The device-fingerprinting approach has been successfully tested in two electrical substations. Image credit: Fitrah Hamid/Georgia Tech. Beyah and his students and colleagues in Georgia Tech’s George W. Woodruff School of Mechanical Engineering set out to develop security techniques that take advantage of the unique physical properties of the grid and the consistent type of operations that take place there.

For instance, control devices used in the power grid produce signals that are distinctive because of their unique physical configurations and compositions. Security devices listening to signals traversing the grid’s control systems can differentiate between these legitimate devices and signals produced by equipment that is not part of the system.

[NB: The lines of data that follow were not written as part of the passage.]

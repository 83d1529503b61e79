//! Pipeline driver: per-shard stage machine over the Stage Store.

use std::collections::BTreeSet;
use std::path::PathBuf;
use std::sync::Arc;
use std::time::Instant;

use rayon::ThreadPool;
use tracing::{debug, info, warn};

use phrasemine_core::{Error, PipelineConfig, Result, ShardName, Stage};
use phrasemine_extract::KeyphraseExtractor;
use phrasemine_infer::CandidateScorer;
use phrasemine_ingest::{
    build_pool, extract_bundles, normalize_shard, shard_directories, DocumentParser,
};
use phrasemine_store::{ShardStatus, StageStore};

use crate::types::*;

/// Drives every selected shard to `Stage::Extracted`.
///
/// The driver is the only writer of stage artifacts. Each shard is finished
/// (or abandoned) before the next one starts.
pub struct PipelineDriver<'a> {
    config: &'a PipelineConfig,
    patents_dir: PathBuf,
    store: &'a dyn StageStore,
    extractor: KeyphraseExtractor,
}

impl<'a> PipelineDriver<'a> {
    pub fn new(
        config: &'a PipelineConfig,
        patents_dir: impl Into<PathBuf>,
        store: &'a dyn StageStore,
        scorer: Arc<dyn CandidateScorer>,
    ) -> Self {
        Self {
            config,
            patents_dir: patents_dir.into(),
            store,
            extractor: KeyphraseExtractor::new(scorer, config),
        }
    }

    /// Run the whole pipeline once.
    ///
    /// Only storage failures and setup errors are returned as `Err`;
    /// shard-level failures end up in the report.
    pub fn run(&self) -> Result<RunReport> {
        let start = Instant::now();
        let mut report = RunReport::default();

        if self.config.extract_archives {
            match extract_bundles(&self.patents_dir) {
                Ok(archives) => report.bundles_failed = archives.failed.len(),
                Err(e) => warn!("Bundle extraction skipped: {}", e),
            }
        }

        let shards = self.discover_shards()?;
        info!("Processing {} shards", shards.len());

        let parser = DocumentParser::new(&self.config.content_tag)?;
        let pool = build_pool(self.config.workers)?;

        for shard in &shards {
            report.shards.push(self.process_shard(shard, &parser, &pool)?);
        }

        report.duration_ms = start.elapsed().as_millis() as u64;
        info!(
            "Run complete: completed={}, already_complete={}, failed={}, bundles_failed={}, duration={}ms",
            report.completed(),
            report.already_complete(),
            report.failed(),
            report.bundles_failed,
            report.duration_ms
        );
        Ok(report)
    }

    /// Shard directories under the patents directory plus every shard with a
    /// stage artifact, restricted by the configured shard filter.
    pub fn discover_shards(&self) -> Result<Vec<ShardName>> {
        let mut shards: BTreeSet<ShardName> = shard_directories(&self.patents_dir)?
            .into_iter()
            .collect();
        for stage in Stage::PERSISTED {
            shards.extend(self.store.list(stage)?);
        }
        Ok(shards
            .into_iter()
            .filter(|s| self.config.includes_shard(s))
            .collect())
    }

    /// Advance one shard from its latest completed stage to `Extracted`.
    pub fn process_shard(
        &self,
        shard: &str,
        parser: &DocumentParser,
        pool: &ThreadPool,
    ) -> Result<ShardReport> {
        let resumed_from = ShardStatus::resolve(self.store, shard);
        let report = |outcome| ShardReport {
            shard: shard.to_string(),
            resumed_from,
            outcome,
        };

        if resumed_from.is_terminal() {
            debug!("Shard {} already extracted, skipping", shard);
            return Ok(report(ShardOutcome::AlreadyComplete));
        }

        info!("Shard {}: resuming after stage {}", shard, resumed_from);
        let shard_start = Instant::now();
        let mut stage = resumed_from;
        let mut documents = 0;
        while let Some(next) = stage.next() {
            let stage_start = Instant::now();
            match self.run_stage(shard, next, parser, pool) {
                Ok(count) => {
                    documents = count;
                    stage = next;
                    info!(
                        "Shard {}: {} {} documents in {}ms",
                        shard,
                        next,
                        count,
                        stage_start.elapsed().as_millis()
                    );
                }
                Err(e) if e.is_shard_local() => {
                    warn!("Shard {} failed at stage {}: {}", shard, next, e);
                    return Ok(report(ShardOutcome::Failed {
                        stage: next,
                        reason: e.to_string(),
                    }));
                }
                Err(e) => return Err(e),
            }
        }

        Ok(report(ShardOutcome::Completed {
            elapsed_ms: shard_start.elapsed().as_millis() as u64,
            documents,
        }))
    }

    /// Produce and persist one stage's artifact. Returns the document count.
    fn run_stage(
        &self,
        shard: &str,
        stage: Stage,
        parser: &DocumentParser,
        pool: &ThreadPool,
    ) -> Result<usize> {
        match stage {
            Stage::Raw => Ok(0),
            Stage::Parsed => {
                let dir = self.patents_dir.join(shard);
                if !dir.is_dir() {
                    return Err(Error::Parse(format!(
                        "shard directory {} not found",
                        dir.display()
                    )));
                }
                let parsed = parser.parse_shard(&dir, pool)?;
                if parsed.read_failures > 0 {
                    warn!(
                        "Shard {}: {} unreadable documents recorded as empty",
                        shard, parsed.read_failures
                    );
                }
                self.store.write_texts(Stage::Parsed, shard, &parsed.docs)?;
                Ok(parsed.docs.len())
            }
            Stage::Normalized => {
                let docs = self.store.read_texts(Stage::Parsed, shard)?;
                let normalized = normalize_shard(&docs);
                self.store
                    .write_texts(Stage::Normalized, shard, &normalized)?;
                Ok(normalized.len())
            }
            Stage::Extracted => {
                let docs = self.store.read_texts(Stage::Normalized, shard)?;
                let keyphrases = self.extractor.extract_shard(shard, &docs)?;
                self.store.write_keyphrases(shard, &keyphrases)?;
                Ok(keyphrases.len())
            }
        }
    }
}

Another aspect of their work takes advantage of simple physics. Devices such as circuit breakers and electrical protection systems can be told to open or close remotely, and they then report on the actions they’ve taken. The time required to open a breaker or a valve is determined by the physical properties of the device. If an acknowledgement arrives too soon after the command is issued—less time than it would take for a breaker or valve to open, for instance—the security system could suspect spoofing.

To develop the device fingerprints, the researchers built computer models of utility grid devices to understand how they operate. Information to build the models came from “black box” techniques—watching the information that goes into and out of the system—and “white box” techniques that utilize schematics or physical access to the systems.

The researchers' current technique addresses the protocol used for more than half of the devices on the electrical grid and has been demonstrated on two electrical substations. Future work will include examining application of the method to other protocols, as well as to securing industrial control systems in other sectors—such as manufacturing, oil and gas refining and wastewater treatment—as they also include devices with measurable physical properties.

Beyond industrial controls, the principle could also apply to the Internet of Things (IoT), where the devices being controlled have specific signatures related to switching them on and off.

“All of these IoT devices will be doing physical things, such as turning your air-conditioning on or off,” Beyah says. “There will be a physical action occurring, which is similar to what we have studied with valves and actuators.”